The European Infrastructure for Biodiversity and Ecosystem Research (Lifewatch) aims at providing data and analytical tools focused in pressing scientific issues related to biodiversity. Our contribution to this ambitious initiative is to describe the biotopes in Europe (EU-38 countries) on a yearly basis. Indeed, remote sensing has the capabilities to help scientists for the assessment of biodiversity decline and ecosystem services thanks to its high revisiting potential. However, land use/land cover maps derived from single images are rarely tuned for this purpose and do not combine the necessary thematic or geometric precision at regional scale. A geographic database specifically designed for the biodiversity research community is therefore needed.

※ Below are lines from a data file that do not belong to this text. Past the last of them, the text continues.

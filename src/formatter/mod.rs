//! Access-line formatting.
//!
//! [`AccessLineFormatter`] turns a [`RequestFact`] / [`ResponseFact`] pair
//! into a single line according to a [`FormatTemplate`]. Formatting is pure:
//! identical inputs always produce byte-identical output.

mod fields;

use std::time::{Duration, SystemTime};

use chrono::{DateTime, Utc};

use crate::{
    request::{RequestFact, ResponseFact},
    template::{FormatTemplate, Placeholder, Segment},
};

pub use fields::Fingerprint;
use fields::ResolvedFields;

/// Rendering used for `%t`.
pub const TIMESTAMP_FORMAT: &str = "%a %b %d %H:%M:%S UTC %Y";

/// Feature toggles controlling the optional sections of a line.
#[derive(Clone, Copy, Debug, Default, PartialEq, Eq)]
pub struct FormatOptions {
    /// Render `%rh`.
    pub request_headers: bool,
    /// Render `%post` for POST requests.
    pub post: bool,
    /// Render `%response` for 4xx/5xx responses.
    pub response: bool,
}

impl FormatOptions {
    pub fn with_request_headers(mut self, enabled: bool) -> Self {
        self.request_headers = enabled;
        self
    }

    pub fn with_post(mut self, enabled: bool) -> Self {
        self.post = enabled;
        self
    }

    pub fn with_response(mut self, enabled: bool) -> Self {
        self.response = enabled;
        self
    }
}

/// A formatted line plus the identity used for duplicate collapsing.
#[derive(Clone, Debug, PartialEq, Eq)]
pub struct FormattedLine {
    pub text: String,
    pub fingerprint: Fingerprint,
}

/// Formats requests according to a parsed template.
#[derive(Clone, Debug, Default)]
pub struct AccessLineFormatter {
    template: FormatTemplate,
}

impl AccessLineFormatter {
    pub fn new(template: FormatTemplate) -> Self {
        Self { template }
    }

    pub fn template(&self) -> &FormatTemplate {
        &self.template
    }

    /// Format one completed request.
    ///
    /// Each segment of the template is rendered in order; substituted values
    /// are never reinterpreted. Leading and trailing whitespace is trimmed
    /// from the assembled line.
    pub fn format(
        &self,
        request: &RequestFact,
        response: Option<&ResponseFact>,
        elapsed: Duration,
        options: FormatOptions,
    ) -> FormattedLine {
        let fields = ResolvedFields::resolve(request, response);
        let mut out = String::with_capacity(self.template.source().len() + request.url.len() + 64);

        for segment in self.template.segments() {
            match segment {
                Segment::Literal(text) => out.push_str(text),
                Segment::Field(placeholder) => {
                    render_field(&mut out, *placeholder, &fields, request, elapsed);
                }
                Segment::Section {
                    placeholder,
                    wrapper,
                } => {
                    let Some(value) = section_value(*placeholder, request, response, options)
                    else {
                        continue;
                    };
                    match wrapper {
                        Some((open, close)) => {
                            out.push(*open);
                            out.push_str(&value);
                            out.push(*close);
                        }
                        None => out.push_str(&value),
                    }
                }
            }
        }

        FormattedLine {
            text: out.trim().to_owned(),
            fingerprint: fields.fingerprint(),
        }
    }
}

/// Render a request timestamp for `%t`.
pub fn format_timestamp(timestamp: SystemTime) -> String {
    DateTime::<Utc>::from(timestamp)
        .format(TIMESTAMP_FORMAT)
        .to_string()
}

fn render_field(
    out: &mut String,
    placeholder: Placeholder,
    fields: &ResolvedFields<'_>,
    request: &RequestFact,
    elapsed: Duration,
) {
    match placeholder {
        Placeholder::Host => out.push_str(fields.host),
        Placeholder::RemoteAddress => out.push_str(fields.remote_address),
        Placeholder::User => out.push_str(fields.user),
        Placeholder::Timestamp => out.push_str(&format_timestamp(request.timestamp)),
        Placeholder::Method => out.push_str(fields.method),
        Placeholder::Url => out.push_str(fields.url),
        Placeholder::Status => out.push_str(&fields.status),
        Placeholder::Bytes => out.push_str(&fields.bytes),
        Placeholder::Referrer => out.push_str(fields.referrer),
        Placeholder::UserAgent => out.push_str(fields.user_agent),
        Placeholder::ElapsedMillis => out.push_str(&elapsed.as_millis().to_string()),
        // Sections are only ever parsed as `Segment::Section`.
        Placeholder::RequestHeaders | Placeholder::PostBody | Placeholder::ResponseBody => {}
    }
}

/// Value of an optional section, or `None` when the section is disabled.
///
/// An enabled section with nothing to show yields an empty string so the
/// wrapper is still rendered.
fn section_value(
    placeholder: Placeholder,
    request: &RequestFact,
    response: Option<&ResponseFact>,
    options: FormatOptions,
) -> Option<String> {
    match placeholder {
        Placeholder::RequestHeaders => options.request_headers.then(|| {
            request
                .headers
                .pairs()
                .map(|(name, value)| format!("\"{name}: {value}\""))
                .collect::<Vec<_>>()
                .join(", ")
        }),
        Placeholder::PostBody => (options.post && request.is_post())
            .then(|| request.post_body.clone().unwrap_or_default()),
        Placeholder::ResponseBody => response
            .filter(|r| options.response && r.is_error_status())
            .map(|r| r.body.clone().unwrap_or_default()),
        _ => None,
    }
}

#[cfg(test)]
mod tests {
    use super::*;
    use rstest::{fixture, rstest};
    use std::time::UNIX_EPOCH;

    #[fixture]
    fn formatter() -> AccessLineFormatter {
        AccessLineFormatter::default()
    }

    fn get_a() -> RequestFact {
        RequestFact::new("GET", "/a")
            .with_host("x")
            .with_remote_address("10.0.0.1")
            .with_timestamp(UNIX_EPOCH + Duration::from_secs(1_700_000_000))
    }

    #[rstest]
    fn default_line_without_optional_sections(formatter: AccessLineFormatter) {
        let line = formatter.format(
            &get_a(),
            Some(&ResponseFact::new(200, 10)),
            Duration::from_millis(7),
            FormatOptions::default(),
        );
        assert_eq!(
            line.text,
            "x 10.0.0.1 - - [Tue Nov 14 22:13:20 UTC 2023] GET \"/a\" 200 10 \"\" \"\" 7"
        );
    }

    #[rstest]
    fn headers_render_in_insertion_order(formatter: AccessLineFormatter) {
        let req = get_a()
            .with_header("Referer", "http://r/")
            .with_header("User-Agent", "ua/1")
            .with_header("Accept", "a")
            .with_header("accept", "b");
        let line = formatter.format(
            &req,
            None,
            Duration::ZERO,
            FormatOptions::default().with_request_headers(true),
        );
        assert!(line.text.ends_with(
            "\"http://r/\" \"ua/1\" 0 [\"Referer: http://r/\", \"User-Agent: ua/1\", \"Accept: a\", \"Accept: b\"]"
        ));
    }

    #[rstest]
    fn enabled_headers_without_any_keep_brackets(formatter: AccessLineFormatter) {
        let line = formatter.format(
            &get_a(),
            None,
            Duration::ZERO,
            FormatOptions::default().with_request_headers(true),
        );
        assert!(line.text.ends_with(" 0 []"));
    }

    #[rstest]
    #[case(Some("a=1"), true, "\"a=1\"")]
    #[case(Some(""), true, "\"\"")]
    #[case(None, true, "\"\"")]
    #[case(Some("a=1"), false, "")]
    fn post_section(
        formatter: AccessLineFormatter,
        #[case] body: Option<&str>,
        #[case] enabled: bool,
        #[case] expected_tail: &str,
    ) {
        let mut req = RequestFact::new("POST", "/p").with_timestamp(UNIX_EPOCH);
        req.post_body = body.map(str::to_owned);
        let line = formatter.format(
            &req,
            None,
            Duration::ZERO,
            FormatOptions::default().with_post(enabled),
        );
        let expected = format!(
            "- - [Thu Jan 01 00:00:00 UTC 1970] POST \"/p\" - - \"\" \"\" 0  {expected_tail}"
        );
        assert_eq!(line.text, expected.trim());
    }

    #[rstest]
    fn post_section_ignores_other_methods(formatter: AccessLineFormatter) {
        let req = get_a().with_post_body("ignored");
        let line = formatter.format(&req, None, Duration::ZERO, FormatOptions::default().with_post(true));
        assert!(!line.text.contains("ignored"));
        assert!(line.text.ends_with(" 0"));
    }

    #[rstest]
    #[case(ResponseFact::new(500, 0).with_body("boom"), true, "\"boom\"")]
    #[case(ResponseFact::new(404, 0), true, "\"\"")]
    #[case(ResponseFact::new(200, 0).with_body("fine"), true, "")]
    #[case(ResponseFact::new(500, 0).with_body("boom"), false, "")]
    fn response_section(
        formatter: AccessLineFormatter,
        #[case] response: ResponseFact,
        #[case] enabled: bool,
        #[case] expected_tail: &str,
    ) {
        let line = formatter.format(
            &get_a(),
            Some(&response),
            Duration::ZERO,
            FormatOptions::default().with_response(enabled),
        );
        if expected_tail.is_empty() {
            assert!(!line.text.ends_with('"'), "{}", line.text);
        } else {
            assert!(line.text.ends_with(&format!(" 0   {expected_tail}")), "{}", line.text);
        }
    }

    #[rstest]
    fn percent_sequences_in_values_are_not_substituted(formatter: AccessLineFormatter) {
        let req = RequestFact::new("GET", "/%ua/%s")
            .with_host("%v")
            .with_header("User-Agent", "%r")
            .with_timestamp(UNIX_EPOCH);
        let line = formatter.format(&req, None, Duration::ZERO, FormatOptions::default());
        assert_eq!(
            line.text,
            "%v  - - [Thu Jan 01 00:00:00 UTC 1970] GET \"/%ua/%s\" - - \"\" \"%r\" 0"
        );
    }

    #[rstest]
    fn custom_template(#[values("%m %r -> %s in %rtms")] source: &str) {
        let formatter = AccessLineFormatter::new(FormatTemplate::parse(source).expect("parses"));
        let line = formatter.format(
            &get_a(),
            Some(&ResponseFact::new(201, 2)),
            Duration::from_millis(12),
            FormatOptions::default(),
        );
        assert_eq!(line.text, "GET /a -> 201 in 12ms");
    }
}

The custom-made geographic database has been designed based on a user survey identifying the specific needs of the biodiversity and macroecology communities in terms of data about ecosystems in Europe. This analysis has highlighted a set of needs in terms of thematic content as well as spatial and temporal resolution (See Rousseau et al, poster presentation).

The methodology can be divided in four steps: biotope delineation, static polygon description, dynamic polygon description and polygon enrichment. A prototype has been developed on four study areas representing the major biogeographical regions of Europe, namely Boreal, Mediterranean, Atlantic and Continental regions. These study areas cover Belgium and Andalucia (Spain), as well as parts of Lapland (Finland) and the Carpathians (Romania). The processing chain has been developed based on Rapideye and SPOT images with great expectations from the Sentinel-2 data. Unlike the current instruments in orbit, the Sentinel-2 capabilities will indeed provide consistent time series over very large areas on a regular basis, matching exactly the input requirements for our contribution to the Lifewatch European infrastructure.

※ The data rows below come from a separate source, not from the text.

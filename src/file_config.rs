//! Loading access log settings from INI files.
//!
//! Settings may live in an `[accesslog]` section:
//!
//! ```ini
//! [accesslog]
//! enabled = true
//! logPost = true
//! blacklist = ^GET "/health
//! ```
//!
//! or as `accesslog.`-prefixed keys outside any section, the way Java-style
//! properties files spell them. Section keys win when both are present.

use std::fs;
use std::io::ErrorKind;
use std::path::Path;

use encoding_rs::{Encoding, UTF_8};
use ini::{Ini, ParseOption, Properties};

use crate::config::{AccessLogConfigBuilder, ConfigError};

const SECTION: &str = "accesslog";
const PREFIX: &str = "accesslog.";

/// Load settings from `path` on top of the file defaults.
///
/// A missing `enabled` key leaves logging switched off, and a missing
/// `console.enabled` key leaves the console following dev mode. `encoding`
/// is a WHATWG label such as `"latin1"`; UTF-8 is used when absent.
pub fn load_file(
    path: impl AsRef<Path>,
    encoding: Option<&str>,
) -> Result<AccessLogConfigBuilder, ConfigError> {
    apply_file(AccessLogConfigBuilder::new().with_enabled(false), path, encoding)
}

/// Apply the settings found in `path` to an existing builder.
///
/// Keys absent from the file keep the builder's values, so sinks and the
/// dev-mode flag can be configured in code first.
pub fn apply_file(
    builder: AccessLogConfigBuilder,
    path: impl AsRef<Path>,
    encoding: Option<&str>,
) -> Result<AccessLogConfigBuilder, ConfigError> {
    let path = path.as_ref().display().to_string();
    let bytes = read_file_bytes(&path)?;
    if bytes.is_empty() {
        return Err(ConfigError::EmptyFile(path));
    }
    let text = decode_contents(&path, &bytes, encoding)?;
    apply_str(builder, &path, &text)
}

/// Apply settings parsed from INI `text`. `origin` names the source in errors.
pub fn apply_str(
    builder: AccessLogConfigBuilder,
    origin: &str,
    text: &str,
) -> Result<AccessLogConfigBuilder, ConfigError> {
    let ini = parse_ini(origin, text)?;
    let settings = Settings::collect(&ini);
    settings.apply(builder)
}

fn read_file_bytes(path: &str) -> Result<Vec<u8>, ConfigError> {
    fs::read(path).map_err(|err| match err.kind() {
        ErrorKind::NotFound => ConfigError::FileNotFound(path.to_owned()),
        _ => ConfigError::Io {
            path: path.to_owned(),
            source: err,
        },
    })
}

fn decode_contents(path: &str, bytes: &[u8], label: Option<&str>) -> Result<String, ConfigError> {
    let encoding = match label {
        Some(label) => {
            let normalized_label = label.trim().to_ascii_lowercase();
            Encoding::for_label(normalized_label.as_bytes())
                .ok_or_else(|| ConfigError::UnknownEncoding(label.to_owned()))?
        }
        None => UTF_8,
    };
    let (decoded, _, had_errors) = encoding.decode(bytes);
    if had_errors {
        return Err(ConfigError::Decode {
            path: path.to_owned(),
            encoding: encoding.name().to_owned(),
        });
    }
    Ok(decoded.into_owned())
}

fn parse_ini(origin: &str, text: &str) -> Result<Ini, ConfigError> {
    // Regexes and formats carry backslashes and quotes that must survive.
    let options = ParseOption {
        enabled_quote: false,
        enabled_escape: false,
        ..ParseOption::default()
    };
    Ini::load_from_str_opt(text, options).map_err(|err| ConfigError::Parse {
        path: origin.to_owned(),
        message: err.to_string(),
    })
}

/// Raw values gathered from both key spellings.
#[derive(Debug, Default)]
struct Settings {
    enabled: Option<String>,
    log_request_headers: Option<String>,
    log_post: Option<String>,
    log_response: Option<String>,
    console_enabled: Option<String>,
    console_capacity: Option<String>,
    blacklist: Option<String>,
    format: Option<String>,
}

impl Settings {
    fn collect(ini: &Ini) -> Self {
        let mut settings = Self::default();
        if let Some(general) = ini.section(None::<String>) {
            settings.merge(general, PREFIX);
        }
        if let Some(section) = ini.section(Some(SECTION)) {
            settings.merge(section, "");
        }
        settings
    }

    fn merge(&mut self, props: &Properties, prefix: &str) {
        for (key, value) in props.iter() {
            let Some(name) = key.strip_prefix(prefix) else {
                continue;
            };
            let slot = match name {
                "enabled" => &mut self.enabled,
                "logRequestHeaders" => &mut self.log_request_headers,
                "logPost" => &mut self.log_post,
                "logResponse" => &mut self.log_response,
                "console.enabled" => &mut self.console_enabled,
                "console.capacity" => &mut self.console_capacity,
                "blacklist" => &mut self.blacklist,
                "format" => &mut self.format,
                _ => continue,
            };
            *slot = Some(value.to_owned());
        }
    }

    fn apply(self, mut builder: AccessLogConfigBuilder) -> Result<AccessLogConfigBuilder, ConfigError> {
        if let Some(v) = self.enabled {
            builder = builder.with_enabled(parse_bool(&v));
        }
        if let Some(v) = self.log_request_headers {
            builder = builder.with_log_request_headers(parse_bool(&v));
        }
        if let Some(v) = self.log_post {
            builder = builder.with_log_post(parse_bool(&v));
        }
        if let Some(v) = self.log_response {
            builder = builder.with_log_response(parse_bool(&v));
        }
        if let Some(v) = self.console_enabled {
            builder = builder.with_console_enabled(parse_bool(&v));
        }
        if let Some(v) = self.console_capacity {
            let capacity = v.trim().parse::<usize>().map_err(|err| {
                ConfigError::InvalidConfig(format!("console.capacity {v:?}: {err}"))
            })?;
            builder = builder.with_console_capacity(capacity);
        }
        if let Some(v) = self.blacklist {
            builder = builder.with_blacklist(v);
        }
        if let Some(v) = self.format {
            builder = builder.with_format(v);
        }
        Ok(builder)
    }
}

/// `true` in any letter case is true; everything else is false.
fn parse_bool(value: &str) -> bool {
    value.trim().eq_ignore_ascii_case("true")
}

The delineation of the biotopes is performed automatically based on the multiresolution segmentation algorithm. The object size ranges from 0.1 to 2000+ ha depending on the landscape structure. Images are preprocessed by vegetation-specific morphological filters in order to achieve a consistent delineation of heterogeneous habitats such as open forests or scrublands.

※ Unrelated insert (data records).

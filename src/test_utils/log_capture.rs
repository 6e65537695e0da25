//! Shared `logtest` capture for unit tests.
//!
//! `logtest::Logger::start` installs the global logger and may only run once
//! per process, so every test in the `--lib` binary shares one instance.

use once_cell::sync::Lazy;
use parking_lot::{Mutex, MutexGuard};

static CAPTURE: Lazy<Mutex<logtest::Logger>> = Lazy::new(|| Mutex::new(logtest::Logger::start()));

/// Lock the shared capture and discard records left over from earlier tests.
pub fn capture_logs() -> MutexGuard<'static, logtest::Logger> {
    let mut logger = CAPTURE.lock();
    while logger.pop().is_some() {}
    logger
}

Each polygon is then described based on spectral and textural characteristics. However, several studies achieving high classification accuracies for specific land cover classes could not be repeated with a second image from the same sensor due to changes in phenology. The added value of multi-date high resolution images for improving the thematic precision of the map is therefore investigated based on supervised feature selection techniques. This method allows automatically selecting the best dates to identify specific characteristics of the land cover. It has been demonstrated with three to five dates above six Rapideye tiles across Belgium.

At the European level, the dynamic features of the biotopes also play a key role with respect to biodiversity and ecosystem services (bird migration, climate change mitigation, invasive species,...). Long term time series from satellite sensors, such as MERIS or MODIS, are therefore used to further characterize the biotopes. A set of metrics has been extracted from MODIS products (snow extent and burnt areas) and from MERIS NDVI time series to provide phenology information related to the habitats. The metrics are extracted from the time series of 7 or 8 day composites after conservative cloud gap filling (using spatial and temporal morphological filters) and long term (10 years) average.

Finally, ancillary data are integrated into the biotope database in order to discriminate between biotopes that could not be identified by remote sensing alone. These ancillary data include soil types, road network (when the road is hidden by vegetation), topography indices (elevation, slope and insolation) and land use (based on Corine Land Cover where available). The consistency between the attributes of the ancillary data and the spectral characteristics of the objects in the biotope database is automatically tested by the mean of a probabilistic iterative trimming. This last step helps to provide quality control information in order to determine further improvements of the processing chain and to inform the end users about the reliability of the information content.

The products still need to be validated. A comprehensive database is available in Belgium and will be completed by some field work. In the other areas, the database will be validated by photointerpretation and field information will be provided through partnership with local institutions.